▸ **EXERCISE PROMPT**:
Of the lines below, report only those that contain "SubscriptionState".

EXERCISE INPUT section start

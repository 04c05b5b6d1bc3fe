//! Publication manager: drives every active publication on this process.
//!
//! Each subscription runs a small state machine
//! (`PENDING_REGISTRATION → ACTIVE → STOPPED | EXPIRED`). Attribute
//! subscriptions emit an initial publication synchronously, rate-limit
//! changes by `min_interval_ms` (coalescing to the latest value), keep alive
//! via `max_interval_ms`, and end at the (uplifted) expiry date. Selective
//! broadcasts run their filter chain per fire; multicasts fan out by
//! partition match.
//!
//! TTL uplift: the process-wide `ttl_uplift_ms` is added, saturating, to
//! every publication TTL, to the subscription reply TTL and to the validity
//! window. [`NO_EXPIRY`] is a fixed point of the uplift.

use std::collections::HashMap;
use std::sync::{Arc, Mutex};
use std::time::Duration;

use serde_json::Value;

use super::filters::{BroadcastFilter, BroadcastFilterChain};
use super::qos::SubscriptionQos;
use super::requests::{
    BroadcastSubscriptionRequest, MulticastSubscriptionRequest, SubscriptionPublication,
    SubscriptionReply, SubscriptionRequest,
};
use super::store::{SubscriptionKind, SubscriptionRecord, SubscriptionStore};
use crate::error::JoynrError;
use crate::message::{now_ms, uplift_expiry, NO_EXPIRY};
use crate::persistence::KeyValueStore;
use crate::routing::multicast::{matches_partitions, validate_fired_partitions};
use crate::scheduler::{DelayedScheduler, DelayedTaskId};

/// Outbound path for publications and subscription replies.
///
/// `ttl_ms` is relative; [`NO_EXPIRY`] means the message never expires.
pub trait PublicationSender: Send + Sync {
    fn send_subscription_publication(
        &self,
        from_participant_id: &str,
        to_participant_id: &str,
        ttl_ms: i64,
        publication: SubscriptionPublication,
    );

    fn send_subscription_reply(
        &self,
        from_participant_id: &str,
        to_participant_id: &str,
        ttl_ms: i64,
        reply: SubscriptionReply,
    );
}

/// Provider-side attribute access for initial and keep-alive publications.
pub trait RequestCaller: Send + Sync {
    fn get_attribute(&self, name: &str) -> Result<Value, JoynrError>;
}

#[derive(Debug, Clone, Copy, PartialEq, Eq)]
enum SubscriptionState {
    PendingRegistration,
    Active,
    Stopped,
    Expired,
}

struct Publication {
    record: SubscriptionRecord,
    state: SubscriptionState,
    sender: Arc<dyn PublicationSender>,
    caller: Option<Arc<dyn RequestCaller>>,
    last_publication_ms: i64,
    /// Latest coalesced value waiting for the min interval to elapse.
    pending_value: Option<Value>,
    deferred_task: Option<DelayedTaskId>,
    max_interval_task: Option<DelayedTaskId>,
    end_of_validity_task: Option<DelayedTaskId>,
}

/// Owns the lifecycle of every active publication producer on this process.
pub struct PublicationManager {
    publications: Mutex<HashMap<String, Arc<Mutex<Publication>>>>,
    store: Mutex<SubscriptionStore>,
    filters: Mutex<HashMap<String, BroadcastFilterChain>>,
    scheduler: Arc<DelayedScheduler>,
    ttl_uplift_ms: i64,
}

impl std::fmt::Debug for PublicationManager {
    fn fmt(&self, f: &mut std::fmt::Formatter<'_>) -> std::fmt::Result {
        f.debug_struct("PublicationManager")
            .field(
                "active",
                &self.publications.lock().expect("publications lock").len(),
            )
            .field("ttl_uplift_ms", &self.ttl_uplift_ms)
            .finish()
    }
}
//! Broadcast filter chains for selective broadcasts.
//!
//! Filters run in registration order; the first `false` drops the
//! publication.

use std::collections::HashMap;
use std::sync::Arc;

/// One filter for a selective broadcast.
///
/// Receives the fired payload and the filter parameters captured at
/// subscription time.
pub trait BroadcastFilter: Send + Sync {
    fn filter(
        &self,
        payload: &serde_json::Value,
        filter_parameters: &HashMap<String, String>,
    ) -> bool;
}

/// Registration-ordered, short-circuiting chain of filters.
#[derive(Clone, Default)]
pub struct BroadcastFilterChain {
    filters: Vec<Arc<dyn BroadcastFilter>>,
}

impl std::fmt::Debug for BroadcastFilterChain {
    fn fmt(&self, f: &mut std::fmt::Formatter<'_>) -> std::fmt::Result {
        f.debug_struct("BroadcastFilterChain")
            .field("len", &self.filters.len())
            .finish()
    }
}

impl BroadcastFilterChain {
    pub fn new() -> Self {
        Self::default()
    }

    pub fn push(&mut self, filter: Arc<dyn BroadcastFilter>) {
        self.filters.push(filter);
    }

    pub fn is_empty(&self) -> bool {
        self.filters.is_empty()
    }

    /// `true` iff every filter accepts; evaluation stops at the first reject.
    pub fn passes(
        &self,
        payload: &serde_json::Value,
        filter_parameters: &HashMap<String, String>,
    ) -> bool {
        self.filters
            .iter()
            .all(|filter| filter.filter(payload, filter_parameters))
    }
}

EXERCISE INPUT section end

▸ **TASK RESULT**:
enum SubscriptionState {
    state: SubscriptionState,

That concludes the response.